#### [Data in this exercise]
--
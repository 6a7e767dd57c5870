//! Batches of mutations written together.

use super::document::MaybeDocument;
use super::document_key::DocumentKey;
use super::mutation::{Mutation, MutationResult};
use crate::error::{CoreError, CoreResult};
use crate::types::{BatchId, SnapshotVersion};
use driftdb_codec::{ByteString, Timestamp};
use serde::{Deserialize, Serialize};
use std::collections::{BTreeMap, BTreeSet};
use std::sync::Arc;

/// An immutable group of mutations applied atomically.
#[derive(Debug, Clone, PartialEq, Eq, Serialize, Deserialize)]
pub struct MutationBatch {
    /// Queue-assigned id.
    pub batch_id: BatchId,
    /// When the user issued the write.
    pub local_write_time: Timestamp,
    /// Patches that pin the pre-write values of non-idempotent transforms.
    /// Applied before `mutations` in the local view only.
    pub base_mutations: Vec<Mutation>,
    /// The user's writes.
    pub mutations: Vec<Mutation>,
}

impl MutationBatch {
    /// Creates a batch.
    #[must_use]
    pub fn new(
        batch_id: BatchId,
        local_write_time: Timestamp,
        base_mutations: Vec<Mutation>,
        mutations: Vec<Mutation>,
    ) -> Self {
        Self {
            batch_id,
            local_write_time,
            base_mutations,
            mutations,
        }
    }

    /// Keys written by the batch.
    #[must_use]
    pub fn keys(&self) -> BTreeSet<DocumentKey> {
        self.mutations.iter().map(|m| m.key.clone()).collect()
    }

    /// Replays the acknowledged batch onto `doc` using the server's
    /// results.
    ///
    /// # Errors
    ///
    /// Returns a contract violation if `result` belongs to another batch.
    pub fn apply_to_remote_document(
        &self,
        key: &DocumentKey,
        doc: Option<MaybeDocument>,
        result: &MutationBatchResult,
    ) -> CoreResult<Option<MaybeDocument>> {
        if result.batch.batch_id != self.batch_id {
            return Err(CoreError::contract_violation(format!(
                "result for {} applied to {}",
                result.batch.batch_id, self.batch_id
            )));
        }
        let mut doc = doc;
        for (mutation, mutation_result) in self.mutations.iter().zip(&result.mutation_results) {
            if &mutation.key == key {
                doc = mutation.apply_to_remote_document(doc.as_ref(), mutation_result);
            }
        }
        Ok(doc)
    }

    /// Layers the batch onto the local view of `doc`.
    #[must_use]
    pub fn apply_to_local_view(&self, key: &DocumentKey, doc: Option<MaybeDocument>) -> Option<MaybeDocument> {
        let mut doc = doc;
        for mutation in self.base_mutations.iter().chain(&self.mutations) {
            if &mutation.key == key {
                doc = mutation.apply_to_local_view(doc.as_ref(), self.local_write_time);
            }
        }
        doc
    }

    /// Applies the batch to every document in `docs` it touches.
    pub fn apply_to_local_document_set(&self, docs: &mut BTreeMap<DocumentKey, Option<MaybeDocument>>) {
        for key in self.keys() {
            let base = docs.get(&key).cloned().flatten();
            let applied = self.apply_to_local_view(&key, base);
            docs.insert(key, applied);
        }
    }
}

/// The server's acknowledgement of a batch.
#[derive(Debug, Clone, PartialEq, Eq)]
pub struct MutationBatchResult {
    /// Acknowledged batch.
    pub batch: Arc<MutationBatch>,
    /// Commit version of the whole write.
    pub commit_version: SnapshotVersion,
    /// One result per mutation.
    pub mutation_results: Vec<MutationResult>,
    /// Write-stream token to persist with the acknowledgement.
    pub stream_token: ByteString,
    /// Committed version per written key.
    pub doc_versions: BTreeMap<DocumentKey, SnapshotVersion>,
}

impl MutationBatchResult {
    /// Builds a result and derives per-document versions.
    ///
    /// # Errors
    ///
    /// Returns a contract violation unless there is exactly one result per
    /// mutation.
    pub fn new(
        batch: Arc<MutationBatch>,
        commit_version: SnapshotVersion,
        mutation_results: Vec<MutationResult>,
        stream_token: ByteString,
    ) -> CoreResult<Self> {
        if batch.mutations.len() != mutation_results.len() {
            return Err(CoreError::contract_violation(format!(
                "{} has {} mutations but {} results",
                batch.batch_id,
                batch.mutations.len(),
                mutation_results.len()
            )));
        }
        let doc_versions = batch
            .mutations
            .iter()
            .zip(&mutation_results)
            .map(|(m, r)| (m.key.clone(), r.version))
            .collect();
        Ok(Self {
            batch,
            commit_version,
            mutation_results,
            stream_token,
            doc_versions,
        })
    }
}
--
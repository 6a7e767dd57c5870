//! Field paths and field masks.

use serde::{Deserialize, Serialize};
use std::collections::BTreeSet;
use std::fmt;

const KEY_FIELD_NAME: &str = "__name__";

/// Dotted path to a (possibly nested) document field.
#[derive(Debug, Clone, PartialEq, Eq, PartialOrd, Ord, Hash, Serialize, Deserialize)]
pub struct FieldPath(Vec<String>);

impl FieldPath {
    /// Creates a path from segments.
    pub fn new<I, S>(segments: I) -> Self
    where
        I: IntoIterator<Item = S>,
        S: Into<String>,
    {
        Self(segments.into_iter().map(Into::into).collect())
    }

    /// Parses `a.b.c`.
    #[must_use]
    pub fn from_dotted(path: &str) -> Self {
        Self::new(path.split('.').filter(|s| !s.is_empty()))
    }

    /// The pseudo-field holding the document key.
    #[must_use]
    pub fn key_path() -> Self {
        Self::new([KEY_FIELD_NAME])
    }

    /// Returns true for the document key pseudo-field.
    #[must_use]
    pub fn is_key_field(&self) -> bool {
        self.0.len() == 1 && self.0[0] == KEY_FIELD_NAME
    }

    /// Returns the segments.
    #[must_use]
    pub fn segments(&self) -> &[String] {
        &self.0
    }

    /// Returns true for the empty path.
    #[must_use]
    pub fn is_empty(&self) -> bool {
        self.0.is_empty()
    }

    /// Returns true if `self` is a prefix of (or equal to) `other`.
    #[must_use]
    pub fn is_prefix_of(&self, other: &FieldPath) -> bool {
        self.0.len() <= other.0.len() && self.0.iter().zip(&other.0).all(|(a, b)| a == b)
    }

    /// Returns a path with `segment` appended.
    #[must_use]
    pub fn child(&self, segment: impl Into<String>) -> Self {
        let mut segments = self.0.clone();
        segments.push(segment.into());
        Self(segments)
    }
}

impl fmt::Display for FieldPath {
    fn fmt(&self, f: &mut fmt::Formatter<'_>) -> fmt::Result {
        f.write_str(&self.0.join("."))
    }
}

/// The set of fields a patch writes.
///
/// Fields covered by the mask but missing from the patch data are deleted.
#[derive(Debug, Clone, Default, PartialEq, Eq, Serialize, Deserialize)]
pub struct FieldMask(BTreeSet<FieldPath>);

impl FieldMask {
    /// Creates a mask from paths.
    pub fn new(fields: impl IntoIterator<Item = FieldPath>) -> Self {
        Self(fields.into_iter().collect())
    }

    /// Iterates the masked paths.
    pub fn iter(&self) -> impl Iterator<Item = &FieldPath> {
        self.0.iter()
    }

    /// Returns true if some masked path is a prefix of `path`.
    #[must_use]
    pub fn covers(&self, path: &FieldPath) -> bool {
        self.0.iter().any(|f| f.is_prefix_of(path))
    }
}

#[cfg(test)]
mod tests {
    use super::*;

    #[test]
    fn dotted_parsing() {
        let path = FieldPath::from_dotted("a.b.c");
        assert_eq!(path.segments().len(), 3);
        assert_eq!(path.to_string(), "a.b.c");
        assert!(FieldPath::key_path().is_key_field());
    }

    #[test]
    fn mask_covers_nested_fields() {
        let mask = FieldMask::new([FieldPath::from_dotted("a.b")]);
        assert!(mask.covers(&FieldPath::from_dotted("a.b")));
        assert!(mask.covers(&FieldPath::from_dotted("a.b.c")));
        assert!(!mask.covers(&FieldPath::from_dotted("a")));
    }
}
--
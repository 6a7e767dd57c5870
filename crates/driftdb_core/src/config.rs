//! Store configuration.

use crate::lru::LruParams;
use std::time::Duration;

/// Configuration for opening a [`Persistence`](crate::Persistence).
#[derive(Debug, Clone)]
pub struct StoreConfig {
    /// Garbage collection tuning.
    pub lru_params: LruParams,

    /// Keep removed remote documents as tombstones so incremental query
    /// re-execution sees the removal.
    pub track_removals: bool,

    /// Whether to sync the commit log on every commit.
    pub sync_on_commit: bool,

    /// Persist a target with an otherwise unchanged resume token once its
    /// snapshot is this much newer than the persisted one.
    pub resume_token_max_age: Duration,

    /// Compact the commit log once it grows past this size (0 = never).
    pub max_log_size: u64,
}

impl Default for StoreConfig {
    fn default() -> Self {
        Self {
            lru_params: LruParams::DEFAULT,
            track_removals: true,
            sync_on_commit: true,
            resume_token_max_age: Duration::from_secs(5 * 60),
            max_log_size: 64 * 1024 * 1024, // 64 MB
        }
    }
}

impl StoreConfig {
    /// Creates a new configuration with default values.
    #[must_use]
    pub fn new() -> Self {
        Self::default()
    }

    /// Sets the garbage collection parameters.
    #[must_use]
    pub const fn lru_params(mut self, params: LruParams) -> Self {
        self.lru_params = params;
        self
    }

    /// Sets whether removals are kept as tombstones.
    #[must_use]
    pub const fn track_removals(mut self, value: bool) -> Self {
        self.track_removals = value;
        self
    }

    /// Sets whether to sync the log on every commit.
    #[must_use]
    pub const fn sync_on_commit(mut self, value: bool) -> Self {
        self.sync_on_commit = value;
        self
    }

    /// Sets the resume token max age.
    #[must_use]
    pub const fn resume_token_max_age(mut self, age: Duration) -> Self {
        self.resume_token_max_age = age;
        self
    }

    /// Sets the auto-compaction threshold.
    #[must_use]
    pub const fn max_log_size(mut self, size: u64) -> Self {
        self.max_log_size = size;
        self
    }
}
--
#### [Task objective]
Reply with every line of the listing that has the string "struct".

#### [Expected answer]
pub struct MutationBatch {
pub struct MutationBatchResult {
pub struct FieldPath(Vec<String>);
pub struct FieldMask(BTreeSet<FieldPath>);
pub struct StoreConfig {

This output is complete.